In the early 1700s, Spanish and Native communities in Florida were offering refuge for runaway slaves from the British colonies. Meanwhile, dissidents from the Creek Nation were forming an independent confederation using the name “Seminole.” Persons of African descent found the Seminole communities particularly welcoming, and many developed relationships of servitude with the Indians. Although sometimes considered to be “slaves,” these blacks, in fact, enjoyed much more independence than their counterparts in the colonies that became the states of the Old South, particularly in their ability to maintain African-derived cultural forms while integrating with the Seminoles, often through marriage. Nevertheless, when Congress passed the Indian Removal Act of 1830, these blacks were considered property and, despite the armed resistance known as the Second Seminole War, accompanied the Seminoles who were transported to Indian Territory in 1838. There they became subject to stricter slave codes. Finding these unacceptable, leaders of the Black Seminoles looked southwestward for relief. In 1849 a company of Black Seminoles made their way across Texas into Mexico, entering Coahuila at Piedras Negras in 1850. They established a home at Nacimiento de los Negros on the Río Sabinas.

Inclement weather and political unrest made life in Mexico less than ideal, [End Page 214] though, and some Black Seminoles longed to return to Indian Territory, where after the Civil War they would no longer be slaves. As part of the process of returning the United States, men in the group entered into agreement with the U.S. Army to form a scouting detachment headquartered at Fort Duncan near Eagle Pass, Texas. When Fort Duncan closed, some scouts and their families returned to Nacimiento while others moved to Fort Clark near Brackettville, Texas.

While Shirley Boteler Mock’s model ethnohistory deals with the factors that account for a Black Seminole presence in Texas and Mexico, it more importantly shows how descendants of the founders of the communities have maintained a sense of identity that draws upon African resources as well as aspects of Seminole culture. Women have been the principal repositories of the ideologies and behaviors contributing to that identity, so Mock’s gender-specific focus provides an effective ingress into understanding how Black Seminoles have endured as a distinct group. Mock pays particular attention to African retentions among Black Seminoles, many of which have had analogues in the Gullah communities in Georgia and South Carolina. For example, she attributes the matrifocality characteristic of Black Seminole life to patterns in West African family dynamics, and she describes many less abstract survivals from Africa in beliefs and practices that remain vital into the twenty-first century: naming practices, language, culinary traditions, and especially religion.
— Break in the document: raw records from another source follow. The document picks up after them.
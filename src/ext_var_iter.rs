//
// Copyright (c) 2024 Oracle and/or its affiliates. All rights reserved.
//
// Licensed under the Universal Permissive License v 1.0 as shown at
//  https://oss.oracle.com/licenses/upl/
//
use oracle_nosql_rust_sdk_derive::add_planiter_fields;

use crate::error::ia_err;
use crate::error::NoSQLError;
use crate::handle::Handle;
use crate::plan_iter::{Location, PlanIterKind, PlanIterState};
use crate::query_request::QueryRequest;
use crate::reader::Reader;
use crate::types::FieldValue;

use std::result::Result;
use tracing::trace;

// In general, ExternalVarRefIter represents a reference to an external variable
// in the query. Such a reference will need to be "executed" at the driver side
// when the variable appears in the OFFSET or LIMIT clause.
//
// ExternalVarRefIter simply returns the value that the variable is currently
// bound to. This value is set by the app via the methods of QueryRequest.
//
// var_name:
// The name of the variable. Used only when displaying the execution plan.
// and in error messages.
//
// id:
// The variable id. It is used as an index into an array of FieldValues
// in the QueryRequest that stores the values of the external vars.
#[add_planiter_fields]
#[derive(Debug, Default, Clone)]
pub(crate) struct ExtVarIter {
    var_name: String,
    id: i32,
    data: ExtVarIterData,
}

#[derive(Debug, Default)]
struct ExtVarIterData {
    state: PlanIterState,
}

impl Clone for ExtVarIterData {
    // clone of iter data never copies its actual data
    fn clone(&self) -> Self {
        ExtVarIterData::default()
    }
    fn clone_from(&mut self, _source: &Self) {
        self.state = PlanIterState::Uninitialized;
    }
}

impl ExtVarIter {
    pub fn new(r: &mut Reader) -> Result<Self, NoSQLError> {
        // state_pos is now ignored, in the rust driver implementation
        let rr = r.read_i32()?; // result_reg
        let sp = r.read_i32()?; // state_pos
        trace!("\nExtVarIter: result_reg={} state_pos={}\n", rr, sp);
        let v = ExtVarIter {
            // fields common to all PlanIters
            result_reg: rr,
            loc: Location::from_reader(r)?,

            // fields specific to ExtVarIter
            var_name: r.read_string()?,
            id: r.read_i32()?,

            data: ExtVarIterData::default(),
        };
        //println!(" {:?}", v);
        Ok(v)
    }
}

impl ExtVarIter {
    pub fn open(&mut self, _req: &QueryRequest, _handle: &Handle) -> Result<(), NoSQLError> {
        self.data.state = PlanIterState::Open;
        Ok(())
    }
    /*
        pub fn display_content(&self, sb: &mut String, f: &PlanFormatter) {
            f.print_indent(sb);
            sb.push_str(format!("{:?}", self).as_str());
        }
        pub fn get_plan(&self) -> String {
            format!("{:?}", self)
        }
    */
    pub fn get_kind(&self) -> PlanIterKind {
        PlanIterKind::ExtVar
    }
    pub async fn next(
        &mut self,
        req: &mut QueryRequest,
        _handle: &Handle,
    ) -> Result<bool, NoSQLError> {
        if self.data.state == PlanIterState::Done {
            //if (rcb.getTraceLevel() >= 4) {
            //rcb.trace("No Value for variable " + theName + " in register " +
            //theResultReg);
            return Ok(false);
        }

        //if (rcb.getTraceLevel() >= 4) {
        //rcb.trace("Value for variable " + theName + " in register " +
        //theResultReg + ":\n" + rcb.getRegVal(theResultReg));
        //}
        if let Some(val) = req.get_external_var(self.id) {
            self.set_result(req, val.clone_internal());
        } else {
            return ia_err!("variable at id {} does not exist", self.id);
        }

        self.data.state = PlanIterState::Done;
        return Ok(true);
    }

    pub fn get_result(&self, req: &mut QueryRequest) -> FieldValue {
        //println!("ExtVarIter.get_result");
        // TODO: parse out this clone. It seems like some cases get multiple references to the same varRefIter.
        // example: select sum(id), name from foo group by name

        // TODO: this clone gets used all over in sorting. We should not be cloning here!
        req.get_result_ref(self.result_reg).clone_internal()
    }
    pub fn set_result(&self, req: &mut QueryRequest, result: FieldValue) {
        req.set_result(self.result_reg, result);
    }
    pub fn reset(&mut self) -> Result<(), NoSQLError> {
        self.data.state = PlanIterState::Open;
        Ok(())
    }
    /*
        pub fn close(&mut self, _req: &mut QueryRequest) -> Result<(), NoSQLError> {
            self.data.state = PlanIterState::Closed;
            Ok(())
        }
    */
    pub fn get_state(&self) -> PlanIterState {
        self.data.state
    }
    /*
        pub fn get_func_code(&self) -> Option<FuncCode> {
            None
        }
    */
    pub fn get_aggr_value(
        &self,
        _req: &QueryRequest,
        _reset: bool,
    ) -> Result<Option<FieldValue>, NoSQLError> {
        Ok(None)
    }
}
Mock’s study effectively combines history and ethnography with linguistics, religious studies, folklore studies, and other disciplines. Her interactions with her consultants, particularly Alice Fay, constitute the core of the book. Mock began talking to Black Seminole women in the mid-1990s, and the reader shares her experience of special access into their lives through her reportage of conversations and formal interviews with them. The reader gets not only a sense of what being Black Seminole means in a general sense, but also of the particular experiences of Mock’s consultants and of the relationships that she developed with them.

While readers interested in African Americans and American Indians in Texas will find this book of particular value, I recommend that others consult it as a demonstration of how good ethnohistory is done, particularly in an era when the importance of reflexivity in the research process and presentation has become paramount.